Let us group the LHS in #(x-1)(2x+1)(x+1)(2x-3)=15# as follows
#{(x-1)(2x+1)}xx{(x+1)(2x-3)}=15#
or #(2x^2-2x+x-1)(2x^2+2x-3x-3)=15#
or #(2x^2-x-1)(2x^2-x-3)=15#
Now let us assume #2x^2-x=t#, then above equation becomes
#(t-1)(t-3)=15# or #t^2-4t+3=15#
or #t^2-4t-12=0# or #(t-6)(t+2)=0#
Hence #t=6# or #t=-2#
If #t=6#, then #2x^2-x=6# or #2x^2-x-6=0#
Here discriminant is #(-1)^2-4*2*(-6)=49# which is square of a ratioonal number and we can get rational roots.
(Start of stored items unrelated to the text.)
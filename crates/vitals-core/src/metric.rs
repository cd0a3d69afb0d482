use std::time::Duration;

use async_trait::async_trait;
use tokio::time::Instant;

use crate::context::SampleContext;
use crate::mutation::Mutation;

/// 探针接口：每个采样拍向变更批次写入观测值。
///
/// # 教案式说明
/// - **意图 (Why)**：采样逻辑由业务侧提供，核心只负责节律与合并；
///   单方法 trait 是唯一的探针形态，闭包经 [`probe_fn`] 包装后走同一条路径，
///   不存在需要运行期区分的第二种探针类型。
/// - **契约 (What)**：
///   - `cx` 携带本拍时间戳与取消视图，取消后应尽快返回；
///   - 探针失败不是返回值而是数据：把失败写入 `mutation` 的错误槽
///     （`set_error(code, Some(..))`），恢复后写 `None` 清除；
///   - 探针在采样拍内被独占调用（`&mut self`），可安全持有内部状态。
/// - **设计权衡 (Trade-offs)**：方法不返回 `Result`，避免“返回错误”与
///   “归档错误”两套语义并存；慢探针会拖住整拍，节拍丢失由调度端跳过补偿。
#[async_trait]
pub trait Probe: Send {
    /// 执行一次采样，把观测值与错误写入变更批次。
    async fn update_state(&mut self, cx: &SampleContext, mutation: &mut Mutation);
}

/// 把同步闭包适配为 [`Probe`] 的包装器，经 [`probe_fn`] 构造。
pub struct ProbeFn<F> {
    f: F,
}

/// 将 `FnMut(&SampleContext, &mut Mutation)` 闭包包装为探针。
///
/// 适合无须 `await` 的轻量采样；需要异步 I/O 的探针应直接实现 [`Probe`]。
pub fn probe_fn<F>(f: F) -> ProbeFn<F>
where
    F: FnMut(&SampleContext, &mut Mutation) + Send,
{
    ProbeFn { f }
}

#[async_trait]
impl<F> Probe for ProbeFn<F>
where
    F: FnMut(&SampleContext, &mut Mutation) + Send,
{
    async fn update_state(&mut self, cx: &SampleContext, mutation: &mut Mutation) {
        (self.f)(cx, mutation);
    }
}

/// 命名指标：一个探针加上它自己的采样间隔与上次采样时刻。
///
/// # 教案式说明
/// - **意图 (Why)**：不同指标的合理采样频率差异很大（CPU 秒级、证书有效期
///   小时级），每个指标携带自己的间隔，调度端以统一节拍驱动、按期筛选。
/// - **契约 (What)**：
///   - [`is_due`](Metric::is_due)：从未采样过即到期；否则仅当 `now` 严格晚于
///     “上次采样时刻 + 间隔”才到期；
///   - 采样完成后上次采样时刻推进到**本拍**时间戳，错过的节拍不会补采；
///   - `name` 同时充当该指标在错误表里的错误码。
/// - **设计权衡 (Trade-offs)**：间隔以节拍为粒度对齐，实际采样周期向上
///   取整到节拍的整数倍；换来的是单循环、无每指标定时器的简单调度。
pub struct Metric {
    name: String,
    interval: Duration,
    last_update: Option<Instant>,
    probe: Box<dyn Probe>,
}

impl Metric {
    /// 以名称、采样间隔与探针构造指标，初始处于“从未采样”态。
    pub fn new(name: impl Into<String>, interval: Duration, probe: impl Probe + 'static) -> Self {
        Self {
            name: name.into(),
            interval,
            last_update: None,
            probe: Box::new(probe),
        }
    }

    /// 指标名称，亦即其在错误表中的错误码。
    pub fn name(&self) -> &str {
        &self.name
    }

    /// 该指标的采样间隔。
    pub fn interval(&self) -> Duration {
        self.interval
    }

    /// 判断在 `now` 这一拍是否应当采样。
    pub fn is_due(&self, now: Instant) -> bool {
        match self.last_update {
            None => true,
            Some(last) => now > last + self.interval,
        }
    }

    /// 执行一次采样并把上次采样时刻推进到本拍。
    pub(crate) async fn sample(&mut self, cx: &SampleContext, mutation: &mut Mutation) {
        self.probe.update_state(cx, mutation).await;
        self.last_update = Some(cx.now());
    }
}

impl core::fmt::Debug for Metric {
    fn fmt(&self, f: &mut core::fmt::Formatter<'_>) -> core::fmt::Result {
        f.debug_struct("Metric")
            .field("name", &self.name)
            .field("interval", &self.interval)
            .field("last_update", &self.last_update)
            .finish_non_exhaustive()
    }
}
The above equation becomes
#(2x+3)(x-2)=0# i.e. #x=2# or #x=-3/2#
If #t=-2#, then #2x^2-x=-2# or #2x^2-x+2=0#
Here as discriminant is #(-1)^2-4*2*2=-15# and as it is negative, we do not have real roots.
Hence, only real roots of #(x-1)(2x+1)(x+1)(2x-3)=15# are #{2,-3/2}#.